ML: In striking contrast: immersed in the stillness of nature, having reached the countryside at astronomical speeds in my Ferrari!
GM: Your favourite city (apart from Florence!)?
ML: Tokyo and New York City. Two strikingly different worlds – I love them both.
GM: Favourite artist?
ML: Rothko, Newman, Judd (not necessarily in that order).
GM: Favourite kind of music?
ML: Again, a striking contrast: monophonic Western plainchant and progressive rock.
GM: If you could go back to a particular period in time as an architect/designer, when would that be and why?
ML: The 1950s and the experimental period of residential architecture, primarily in Southern California, as exemplified by the Case Study Houses. These boundless, airy, multifunctional living spaces are easily adaptable to any type of lifestyle or occasion (exactly what we need in a crisis like the present one). Here is the quintessence of domestic architecture as a blending of art, landscape, and human comfort.
Forward thinking
GM: What can we look forward to from Studio Lipparini over the next year?

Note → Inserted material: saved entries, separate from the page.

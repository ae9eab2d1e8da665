use std::collections::HashMap;
use std::ops::Range;

use serde::{Deserialize, Serialize};

use crate::standings::{POINTS_WIN, TeamRow};

/// Season outcome labels, assigned from fixed table slices: rank 1 is
/// champion, 1-4 Champions League, 5-6 Europa League, 7 Conference
/// League, the last three go down.
#[derive(Debug, Clone, Copy, PartialEq, Eq, Serialize, Deserialize)]
pub enum Achievement {
    Champion,
    ChampionsLeague,
    EuropaLeague,
    ConferenceLeague,
    Relegated,
}

impl Achievement {
    pub fn label(self) -> &'static str {
        match self {
            Self::Champion => "Champion",
            Self::ChampionsLeague => "Champions League",
            Self::EuropaLeague => "Europa League",
            Self::ConferenceLeague => "Conference League",
            Self::Relegated => "Relegated",
        }
    }
}

const CHAMPIONS_LEAGUE_END: usize = 4;
const EUROPA_LEAGUE_END: usize = 6;
const CONFERENCE_LEAGUE_END: usize = 7;
const RELEGATION_SPOTS: usize = 3;

/// Label teams with the outcomes they hold. With `matches_remaining == 0`
/// the current position is final and decides alone; otherwise a label is
/// only granted once it is mathematically clinched, so an undecided team
/// gets nothing even while sitting inside the zone.
pub fn detect_achievements(
    standings: &[TeamRow],
    matches_remaining: u32,
) -> HashMap<String, Achievement> {
    if standings.is_empty() {
        return HashMap::new();
    }
    if matches_remaining == 0 {
        assign_by_position(standings)
    } else {
        clinched_achievements(standings, matches_remaining)
    }
}

fn assign_by_position(standings: &[TeamRow]) -> HashMap<String, Achievement> {
    let mut out = HashMap::new();
    let n = standings.len();

    out.insert(standings[0].team.clone(), Achievement::Champion);
    for row in standings.iter().take(CHAMPIONS_LEAGUE_END.min(n)) {
        out.entry(row.team.clone())
            .or_insert(Achievement::ChampionsLeague);
    }
    for row in &standings[CHAMPIONS_LEAGUE_END.min(n)..EUROPA_LEAGUE_END.min(n)] {
        out.entry(row.team.clone())
            .or_insert(Achievement::EuropaLeague);
    }
    for row in &standings[EUROPA_LEAGUE_END.min(n)..CONFERENCE_LEAGUE_END.min(n)] {
        out.entry(row.team.clone())
            .or_insert(Achievement::ConferenceLeague);
    }
    for row in &standings[n.saturating_sub(RELEGATION_SPOTS)..] {
        out.entry(row.team.clone()).or_insert(Achievement::Relegated);
    }
    out
}

#[derive(Debug, Clone, Copy)]
struct CeilingRow<'a> {
    team: &'a str,
    /// Points already banked; the team finishes with at least these.
    points: i64,
    /// Best case: every remaining match won.
    ceiling: i64,
}

/// A challenger overtakes only by finishing strictly above, so its best
/// case has to beat the incumbent's banked points. A tie at the boundary
/// is not an overtake and the label still clinches.
fn can_overtake(challenger: &CeilingRow<'_>, incumbent: &CeilingRow<'_>) -> bool {
    challenger.ceiling > incumbent.points
}

/// Clinching by ceiling comparison. Teams are ranked by their ceilings;
/// a zone label is granted only when no team beyond the zone boundary can
/// still overtake the candidate, and relegation only when a full sweep of
/// the remaining matches could not lift the team past anyone outside the
/// bottom three.
fn clinched_achievements(
    standings: &[TeamRow],
    matches_remaining: u32,
) -> HashMap<String, Achievement> {
    let bonus = matches_remaining as i64 * POINTS_WIN;
    // Stable sort keeps the standings order among ceiling ties.
    let mut rows: Vec<CeilingRow> = standings
        .iter()
        .map(|row| CeilingRow {
            team: row.team.as_str(),
            points: row.points,
            ceiling: row.points + bonus,
        })
        .collect();
    rows.sort_by(|a, b| b.ceiling.cmp(&a.ceiling));

    let n = rows.len();
    let mut out: HashMap<String, Achievement> = HashMap::new();

    let leader = rows[0];
    if !rows[1..].iter().any(|rival| can_overtake(rival, &leader)) {
        out.insert(leader.team.to_string(), Achievement::Champion);
    }

    assign_clinched_zone(
        &mut out,
        &rows,
        0..CHAMPIONS_LEAGUE_END.min(n),
        CHAMPIONS_LEAGUE_END,
        Achievement::ChampionsLeague,
    );
    assign_clinched_zone(
        &mut out,
        &rows,
        CHAMPIONS_LEAGUE_END.min(n)..EUROPA_LEAGUE_END.min(n),
        EUROPA_LEAGUE_END,
        Achievement::EuropaLeague,
    );
    assign_clinched_zone(
        &mut out,
        &rows,
        EUROPA_LEAGUE_END.min(n)..CONFERENCE_LEAGUE_END.min(n),
        CONFERENCE_LEAGUE_END,
        Achievement::ConferenceLeague,
    );

    // Overtaking a fellow bottom-three side is no escape; only the teams
    // above the cutoff count.
    let cutoff = n.saturating_sub(RELEGATION_SPOTS);
    for idx in cutoff..n {
        let row = rows[idx];
        if out.contains_key(row.team) {
            continue;
        }
        let escapes = rows[..cutoff].iter().any(|safe| can_overtake(&row, safe));
        if !escapes {
            out.insert(row.team.to_string(), Achievement::Relegated);
        }
    }

    out
}

fn assign_clinched_zone(
    out: &mut HashMap<String, Achievement>,
    rows: &[CeilingRow<'_>],
    zone: Range<usize>,
    boundary: usize,
    label: Achievement,
) {
    let behind = rows.get(boundary..).unwrap_or(&[]);
    for candidate in &rows[zone] {
        if out.contains_key(candidate.team) {
            continue;
        }
        let overtaken = behind.iter().any(|rival| can_overtake(rival, candidate));
        if !overtaken {
            out.insert(candidate.team.to_string(), label);
        }
    }
}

ML: Stylistically, you will see in all of our disciplines, from architecture to interior and industrial design, a certain light-heartedness. Not indulging in the shallow and superfluous, but involving a liberation from restrictive design dogmas and thought processes. You will witness an opening up of new horizons and perspectives, more open and multifunctional environments that manifestly improve our quality of life.
Millions of people around the world have come to realize – many of them largely as a consequence of the pandemic – that what is truly important is to fill our homes not with things, but with purpose and meaning.